From the above discussion, it can be culled out that the petitioner has already suffered sufficient incarceration i.e. 9 months and 29 days, co-accused persons have already been granted concession of bail by this Court, nothing has been recovered from his conscious possession and as per the principle of the criminal jurisprudence, no one should be considered guilty, till the guilt is proved beyond reasonable doubt, and therefore, detaining the petitioner behind the bars for an indefinite period would solve no purpose.

Reliance can be placed upon the judgment of the Apex Court rendered in “Dataram versus State of Uttar Pradesh and another”, 2018(2) R.C.R. (Criminal) 131, wherein it has been held that the grant of bail is a general rule and putting persons in jail or in prison or in correction home is an exception. Relevant paras of the said judgment is reproduced as under:-

“2. A fundamental postulate of criminal jurisprudence is the presumption of innocence, meaning thereby that a person is believed to be innocent until found guilty. However, there are instances in our criminal law where a reverse onus has been placed on an accused with regard to some specific offences but that is another matter and does not detract from the fundamental postulate in respect of other offences. Yet another important facet of our criminal jurisprudence is that the grant of bail is the general rule and putting a person in jail or in a prison or in a correction home (whichever expression one may wish to use) is an exception. Unfortunately, some of these basic principles appear to have been lost sight of with the result that more and more persons are being incarcerated and for longer periods. This does not do any good to our criminal jurisprudence or to our society. 3. There is no doubt that the grant or denial of bail is entirely the discretion of the judge considering a case but even so, the exercise of judicial discretion has been circumscribed by a large number of decisions rendered by this Court and by every High Court in the country. Yet, occasionally there is a necessity to introspect whether denying bail to an accused person is the right thing to do on the facts and in the circumstances of a case.

4. While so introspecting, among the factors that need to be considered is whether the accused was arrested during investigations when that person perhaps has the best opportunity to tamper with the evidence or influence witnesses. If the investigating officer does not find it necessary to arrest an accused person during investigations, a strong case should be made out for placing that person in judicial custody after a charge sheet is filed. Similarly, it is important to ascertain whether the accused was participating in the investigations to the satisfaction of the investigating officer and was not absconding or not appearing when required by the investigating officer. Surely, if an accused is not hiding from the investigating officer or is hiding due to some genuine and expressed fear of being victimised, it would be a factor that a judge would need to consider in an appropriate case.
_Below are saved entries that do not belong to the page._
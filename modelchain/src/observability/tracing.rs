//! Tracing subscriber setup and stage timing.

use crate::core::StageRole;
use serde::{Deserialize, Serialize};
use std::collections::HashMap;
use std::fmt;
use std::str::FromStr;
use std::time::Instant;
use tracing_subscriber::EnvFilter;

/// Output format of the process-wide log subscriber.
#[derive(Debug, Clone, Copy, PartialEq, Eq, Default, Serialize, Deserialize)]
#[serde(rename_all = "lowercase")]
pub enum LogFormat {
    /// Human-readable lines.
    #[default]
    Text,
    /// One JSON object per line.
    Json,
}

impl fmt::Display for LogFormat {
    fn fmt(&self, f: &mut fmt::Formatter<'_>) -> fmt::Result {
        match self {
            Self::Text => f.write_str("text"),
            Self::Json => f.write_str("json"),
        }
    }
}

impl FromStr for LogFormat {
    type Err = String;

    fn from_str(s: &str) -> Result<Self, Self::Err> {
        match s.to_ascii_lowercase().as_str() {
            "text" => Ok(Self::Text),
            "json" => Ok(Self::Json),
            other => Err(format!("unknown log format '{other}' (expected text or json)")),
        }
    }
}

/// Installs the global fmt subscriber.
///
/// The filter comes from `RUST_LOG` and defaults to `info`. Returns false if
/// a subscriber was already installed, which happens when tests initialise
/// logging more than once.
pub fn init_tracing(format: LogFormat) -> bool {
    let filter = EnvFilter::try_from_default_env().unwrap_or_else(|_| EnvFilter::new("info"));
    let builder = tracing_subscriber::fmt().with_env_filter(filter).with_target(true);

    let installed = match format {
        LogFormat::Text => builder.try_init(),
        LogFormat::Json => builder.json().try_init(),
    };
    installed.is_ok()
}

/// Structured attributes for one finished stage.
#[derive(Debug, Clone, PartialEq, Serialize, Deserialize)]
pub struct StageSpanAttributes {
    /// The stage.
    pub stage: StageRole,
    /// The model that served it.
    pub model: String,
    /// `completed`, `degraded` or `failed`.
    pub status: Option<String>,
    /// Duration in milliseconds.
    pub duration_ms: Option<f64>,
    /// Error message if failed.
    pub error: Option<String>,
    /// Words in the cleaned output.
    pub word_count: Option<usize>,
}

impl StageSpanAttributes {
    /// Creates attributes for a stage.
    #[must_use]
    pub fn new(stage: StageRole, model: impl Into<String>) -> Self {
        Self {
            stage,
            model: model.into(),
            status: None,
            duration_ms: None,
            error: None,
            word_count: None,
        }
    }

    /// Sets the stage status.
    #[must_use]
    pub fn with_status(mut self, status: impl Into<String>) -> Self {
        self.status = Some(status.into());
        self
    }

    /// Sets the duration.
    #[must_use]
    pub fn with_duration_ms(mut self, duration_ms: f64) -> Self {
        self.duration_ms = Some(duration_ms);
        self
    }

    /// Sets the error.
    #[must_use]
    pub fn with_error(mut self, error: impl Into<String>) -> Self {
        self.error = Some(error.into());
        self
    }

    /// Sets the output word count.
    #[must_use]
    pub fn with_word_count(mut self, words: usize) -> Self {
        self.word_count = Some(words);
        self
    }

    /// Flattens to dotted attribute keys.
    #[must_use]
    pub fn to_attributes(&self) -> HashMap<String, String> {
        let mut attrs = HashMap::new();
        attrs.insert("stage.name".to_string(), self.stage.to_string());
        attrs.insert("stage.model".to_string(), self.model.clone());

        if let Some(ref v) = self.status {
            attrs.insert("stage.status".to_string(), v.clone());
        }
        if let Some(v) = self.duration_ms {
            attrs.insert("stage.duration_ms".to_string(), v.to_string());
        }
        if let Some(ref v) = self.error {
            attrs.insert("stage.error".to_string(), v.clone());
        }
        if let Some(v) = self.word_count {
            attrs.insert("stage.word_count".to_string(), v.to_string());
        }

        attrs
    }

    /// Logs the attributes as one `info` record, or `warn` with an error.
    pub fn log(&self, session_id: &str) {
        let duration_ms = self.duration_ms.unwrap_or_default();
        let status = self.status.as_deref().unwrap_or("completed");
        match &self.error {
            Some(error) => tracing::warn!(
                session_id,
                stage = %self.stage,
                model = %self.model,
                status,
                duration_ms,
                error = %error,
                "Stage finished"
            ),
            None => tracing::info!(
                session_id,
                stage = %self.stage,
                model = %self.model,
                status,
                duration_ms,
                word_count = self.word_count,
                "Stage finished"
            ),
        }
    }
}

/// Simple span timing helper.
#[derive(Debug)]
pub struct SpanTimer {
    start: Instant,
    name: String,
}

impl SpanTimer {
    /// Starts a new span timer.
    #[must_use]
    pub fn start(name: impl Into<String>) -> Self {
        Self {
            start: Instant::now(),
            name: name.into(),
        }
    }

    /// Returns the elapsed time in milliseconds.
    #[must_use]
    pub fn elapsed_ms(&self) -> f64 {
        self.start.elapsed().as_secs_f64() * 1000.0
    }

    /// Returns the span name.
    #[must_use]
    pub fn name(&self) -> &str {
        &self.name
    }

    /// Finishes the span and returns the duration.
    #[must_use]
    pub fn finish(self) -> f64 {
        self.elapsed_ms()
    }
}

#[cfg(test)]
mod tests {
    use super::*;

    #[test]
    fn test_log_format_parse() {
        assert_eq!("json".parse::<LogFormat>().unwrap(), LogFormat::Json);
        assert_eq!("TEXT".parse::<LogFormat>().unwrap(), LogFormat::Text);
        assert!("yaml".parse::<LogFormat>().is_err());
        assert_eq!(LogFormat::Json.to_string(), "json");
    }

    #[test]
    fn test_stage_span_attributes() {
        let attrs = StageSpanAttributes::new(StageRole::Draft, "zephyr-7b:latest")
            .with_status("completed")
            .with_duration_ms(123.45)
            .with_word_count(420);

        let flat = attrs.to_attributes();
        assert_eq!(flat.get("stage.name"), Some(&"draft".to_string()));
        assert_eq!(flat.get("stage.status"), Some(&"completed".to_string()));
        assert_eq!(flat.get("stage.duration_ms"), Some(&"123.45".to_string()));
        assert_eq!(flat.get("stage.word_count"), Some(&"420".to_string()));
        assert!(!flat.contains_key("stage.error"));

        attrs.log("s-1");
        StageSpanAttributes::new(StageRole::Quality, "mistral:latest")
            .with_status("degraded")
            .with_error("backend down")
            .log("s-1");
    }

    #[test]
    fn test_span_timer() {
        let timer = SpanTimer::start("test_span");
        std::thread::sleep(std::time::Duration::from_millis(10));
        assert_eq!(timer.name(), "test_span");
        let duration = timer.finish();
        assert!(duration >= 10.0);
    }

    #[test]
    fn test_init_tracing_twice_is_harmless() {
        let _ = init_tracing(LogFormat::Text);
        assert!(!init_tracing(LogFormat::Json));
    }
}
It is also necessary for the judge to consider whether the accused is a first-time offender or has been accused of other offences and if so, the nature of such offences and his or her general conduct. The poverty or the deemed indigent status of an accused is also an extremely important factor and even Parliament has taken notice of it by incorporating an Explanation to section 436 of the Code of Criminal Procedure, 1973. An equally soft approach to incarceration has been taken by Parliament by inserting section 436A in the Code of Criminal Procedure, 1973.
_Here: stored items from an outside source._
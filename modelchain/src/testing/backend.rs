//! A deterministic, scriptable inference backend.

use crate::backend::{GenerateRequest, InferenceBackend};
use crate::errors::BackendError;
use async_trait::async_trait;
use parking_lot::Mutex;
use std::collections::{HashMap, VecDeque};
use std::sync::atomic::{AtomicUsize, Ordering};
use std::time::Duration;

/// What a scripted model answers with.
#[derive(Debug, Clone)]
pub enum ScriptedReply {
    /// Return this text.
    Text(String),
    /// Fail with this error.
    Fail(BackendError),
}

/// Backend that answers from per-model scripts.
///
/// Each model has a queue of one-shot replies and a standing reply used
/// once the queue is empty. Unscripted models answer
/// `"Response from <model>."`. Every request is recorded before any
/// configured delay, so a cancelled call is still visible.
///
/// ```
/// use modelchain::testing::ScriptedBackend;
///
/// let backend = ScriptedBackend::new()
///     .with_response("gemma:2b", "1. Tides\n2. Currents")
///     .with_reply_once("mistral:latest", "I. Intro");
/// assert_eq!(backend.request_count(), 0);
/// ```
#[derive(Debug, Default)]
pub struct ScriptedBackend {
    queued: Mutex<HashMap<String, VecDeque<ScriptedReply>>>,
    standing: HashMap<String, ScriptedReply>,
    delays: HashMap<String, Duration>,
    models: Option<Vec<String>>,
    models_error: Option<BackendError>,
    requests: Mutex<Vec<GenerateRequest>>,
    completed: AtomicUsize,
}

impl ScriptedBackend {
    /// Creates a backend where every model answers with a stock sentence.
    #[must_use]
    pub fn new() -> Self {
        Self::default()
    }

    /// Sets the standing text reply for a model.
    #[must_use]
    pub fn with_response(mut self, model: &str, text: impl Into<String>) -> Self {
        self.standing
            .insert(model.to_string(), ScriptedReply::Text(text.into()));
        self
    }

    /// Makes every call to a model fail.
    #[must_use]
    pub fn with_failure(mut self, model: &str, error: BackendError) -> Self {
        self.standing
            .insert(model.to_string(), ScriptedReply::Fail(error));
        self
    }

    /// Queues a one-shot text reply, used before the standing reply.
    #[must_use]
    pub fn with_reply_once(self, model: &str, text: impl Into<String>) -> Self {
        self.queue(model, ScriptedReply::Text(text.into()));
        self
    }

    /// Queues a one-shot failure.
    #[must_use]
    pub fn with_failure_once(self, model: &str, error: BackendError) -> Self {
        self.queue(model, ScriptedReply::Fail(error));
        self
    }

    /// Delays every call to a model.
    #[must_use]
    pub fn with_delay(mut self, model: &str, delay: Duration) -> Self {
        self.delays.insert(model.to_string(), delay);
        self
    }

    /// Sets the installed-model list. Defaults to every scripted model.
    #[must_use]
    pub fn with_models(mut self, models: Vec<String>) -> Self {
        self.models = Some(models);
        self
    }

    /// Makes `list_models` fail.
    #[must_use]
    pub fn with_models_error(mut self, error: BackendError) -> Self {
        self.models_error = Some(error);
        self
    }

    fn queue(&self, model: &str, reply: ScriptedReply) {
        self.queued
            .lock()
            .entry(model.to_string())
            .or_default()
            .push_back(reply);
    }

    fn next_reply(&self, model: &str) -> ScriptedReply {
        if let Some(reply) = self.queued.lock().get_mut(model).and_then(VecDeque::pop_front) {
            return reply;
        }
        self.standing
            .get(model)
            .cloned()
            .unwrap_or_else(|| ScriptedReply::Text(format!("Response from {model}.")))
    }

    /// Returns every request received, in order.
    #[must_use]
    pub fn requests(&self) -> Vec<GenerateRequest> {
        self.requests.lock().clone()
    }

    /// Returns the number of requests received.
    #[must_use]
    pub fn request_count(&self) -> usize {
        self.requests.lock().len()
    }

    /// Returns the number of calls that ran to completion.
    #[must_use]
    pub fn completed_count(&self) -> usize {
        self.completed.load(Ordering::SeqCst)
    }

    /// Returns the models called, in order.
    #[must_use]
    pub fn models_called(&self) -> Vec<String> {
        self.requests.lock().iter().map(|r| r.model.clone()).collect()
    }

    /// Returns the user prompts sent to `model`, in order.
    #[must_use]
    pub fn prompts_for(&self, model: &str) -> Vec<String> {
        self.requests
            .lock()
            .iter()
            .filter(|r| r.model == model)
            .filter_map(|r| r.prompt().map(str::to_string))
            .collect()
    }
}

#[async_trait]
impl InferenceBackend for ScriptedBackend {
    async fn generate(&self, request: &GenerateRequest) -> Result<String, BackendError> {
        self.requests.lock().push(request.clone());

        if let Some(delay) = self.delays.get(&request.model) {
            tokio::time::sleep(*delay).await;
        }

        let reply = self.next_reply(&request.model);
        self.completed.fetch_add(1, Ordering::SeqCst);
        match reply {
            ScriptedReply::Text(text) => Ok(text),
            ScriptedReply::Fail(error) => Err(error),
        }
    }

    async fn list_models(&self) -> Result<Vec<String>, BackendError> {
        if let Some(error) = &self.models_error {
            return Err(error.clone());
        }
        if let Some(models) = &self.models {
            return Ok(models.clone());
        }
        let mut models: Vec<String> = self
            .standing
            .keys()
            .chain(self.queued.lock().keys())
            .cloned()
            .collect();
        models.sort();
        models.dedup();
        Ok(models)
    }
}

#[cfg(test)]
mod tests {
    use super::*;
    use crate::backend::ChatMessage;
    use crate::backend::GenerateOptions;
    use crate::config::RuntimeOptions;
    use crate::core::GenerationParams;

    fn request(model: &str, prompt: &str) -> GenerateRequest {
        GenerateRequest {
            model: model.to_string(),
            messages: vec![ChatMessage::system("sys"), ChatMessage::user(prompt)],
            options: GenerateOptions::new(&GenerationParams::default(), &RuntimeOptions::default()),
        }
    }

    #[tokio::test]
    async fn test_unscripted_model_echoes() {
        let backend = ScriptedBackend::new();
        let text = backend.generate(&request("phi3", "hi")).await.unwrap();
        assert_eq!(text, "Response from phi3.");
    }

    #[tokio::test]
    async fn test_queue_before_standing_reply() {
        let backend = ScriptedBackend::new()
            .with_failure("mistral:latest", BackendError::Unavailable("down".into()))
            .with_reply_once("mistral:latest", "outline");

        assert_eq!(
            backend.generate(&request("mistral:latest", "a")).await.unwrap(),
            "outline"
        );
        assert!(backend.generate(&request("mistral:latest", "b")).await.is_err());
        assert_eq!(backend.prompts_for("mistral:latest"), vec!["a", "b"]);
        assert_eq!(backend.completed_count(), 2);
    }

    #[tokio::test]
    async fn test_list_models_defaults_to_scripted() {
        let backend = ScriptedBackend::new()
            .with_response("b", "x")
            .with_reply_once("a", "y");
        assert_eq!(backend.list_models().await.unwrap(), vec!["a", "b"]);
    }
}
5. To put it shortly, a humane attitude is required to be adopted by a judge, while dealing with an application for remanding a suspect or an accused person to police custody or judicial custody. There are several reasons for this including maintaining the dignity of an accused person, howsoever poor that person might be, the requirements of Article 21 of the Constitution and the fact that there is enormous overcrowding in prisons, leading to social and other problems as noticed by this Court in In Re-Inhuman Conditions in 1382 Prisons, 2017(4) RCR (Criminal) 416: 2017(5) Recent Apex Judgments (R.A.J.) 408 : (2017) 10 SCC 658

6. The historical background of the provision for bail has been elaborately and lucidly explained in a recent decision delivered in Nikesh Tara chand Shah v. Union of India, 2017 (13) SCALE 609 going back to the days of the Magna Carta. In that decision, reference was made to Gurbaksh Singh Sibbia v. State of Punjab, (1980) 2 SCC 565 in which it is observed that it was held way back in Nagendra v. King-Emperor, AIR 1924 Calcutta 476 that bail is not to be withheld as a punishment. Reference was also made to Emperor v. Hutchinson, AIR 1931 Allahabad 356 wherein it was observed that grant of bail is the rule and refusal is the exception. The provision for bail is therefore age-old and the liberal interpretation to the provision for bail is almost a century old, going back to colonial days.

7. However, we should not be understood to mean that bail should be granted in every case. The grant or refusal of bail is entirely within the discretion of the judge hearing the matter and though that discretion is unfettered, it must be exercised judiciously and in a humane manner and compassionately. Also, conditions for the grant of bail ought not to be so strict as to be incapable of compliance, thereby making the grant of bail illusory.”

Therefore, to elucidate further, this Court is conscious of the basic and fundamental principle of law that right to speedy trial is a part of reasonable, fair and just procedure enshrined under Article 21 of the Constitution of India. This constitutional right cannot be denied to the accused as is the mandate of the Apex court in “Balwinder Singh versus State of Punjab and Another”, SLP (Crl.) No.8523/2024. Relevant paras of the said judgment reads as under:-

“7. An accused has a right to a fair trial and while a hurried trial is frowned upon as it may not give sufficient time to prepare for the defence, an inordinate delay in conclusion of the trial would infringe the right of an accused guaranteed under Article 21 of the Constitution.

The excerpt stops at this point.